The Food and Drug Administration (FDA) has granted Orphan Drug designation to cudetaxestat for the treatment of systemic sclerosis.

Systemic sclerosis is a rare, chronic autoimmune disorder characterized by degenerative changes and thickening of the skin and other organs from excessive collagen deposition. 

Autotaxin, a key enzyme important for generating the signaling lipid lysophosphatidic acid, is highly expressed in various fibrotic diseases and develops in response to epithelial cell/tissue damage.
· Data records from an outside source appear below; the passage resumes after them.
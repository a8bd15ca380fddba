//! Parsing of the prediction service's JSON responses.
//!
//! Success bodies look like `{"score": 0.87}`. Failure bodies carry an
//! `error` string instead, e.g. `{"error": "No file part"}`.

use serde::Deserialize;
use serde_json::Value;

use crate::error::PredictError;

/// A parsed success response.
#[derive(Debug, Clone, Copy, PartialEq)]
pub struct Prediction {
    /// Sadness probability. NaN when the body had no numeric `score`.
    pub score: f64,
}

impl Prediction {
    /// Whether the service actually sent a numeric score.
    pub fn has_score(&self) -> bool {
        !self.score.is_nan()
    }
}

#[derive(Deserialize)]
struct RawFailure {
    error: String,
}

/// Parse a success body.
///
/// A body that is not JSON is an error. A JSON body whose `score` is
/// missing or not a number is accepted and yields a NaN score, which then
/// renders as `NaN%` downstream.
pub fn parse_prediction(body: &str) -> Result<Prediction, PredictError> {
    let value: Value = serde_json::from_str(body)?;
    match value.get("score").and_then(Value::as_f64) {
        Some(score) => Ok(Prediction { score }),
        None => {
            log::warn!("Response has no numeric 'score' field: {}", body);
            Ok(Prediction { score: f64::NAN })
        }
    }
}

/// Extract the `error` message from a failure body, if there is one.
pub fn error_message(body: &str) -> Option<String> {
    serde_json::from_str::<RawFailure>(body)
        .ok()
        .map(|failure| failure.error)
}
pub mod cluster;
pub mod collections;
pub mod curation;
pub mod documents;
pub mod search;

pub use cluster::*;
pub use collections::*;
pub use curation::*;
pub use documents::*;
pub use search::*;

use crate::error::{EngineError, EngineResult};

use super::AppState;

/// Reads are gated on follower catch-up: a node that has not replayed the
/// log to its commit point serves 503s.
pub fn ensure_read_ready(state: &AppState) -> EngineResult<()> {
    if !state.node.engine().is_read_caught_up() {
        return Err(EngineError::Unavailable(
            "Not ready or lagging behind. Please retry after some time.".into(),
        ));
    }
    Ok(())
}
In early studies, cudetaxestat, a noncompetitive, reversible inhibitor of autotaxin, was found to be well tolerated and demonstrated direct antifibrotic activity. 

“There are limited options and high medical need for patients suffering from systemic sclerosis,” said Daven Mody, PharmD, MBA, vice president of regulatory affairs with Blade. “We look forward to continuing our clinical development efforts for cudetaxestat in lung fibrosis and potentially exploring other areas of high medical need such as [systemic sclerosis].”

The FDA’s Orphan Drug designation is granted to medicines intended to treat or prevent rare diseases or disorders that affect fewer than 200,000 individuals. Cudetaxestat was previously granted Orphan Drug designation for idiopathic pulmonary fibrosis.


Blade Therapeutics announces FDA Orphan Drug designation granted to cudetaxestat for treatment of systemic sclerosis. News release. Blade Therapeutics, Inc. Accessed October 14, 2021.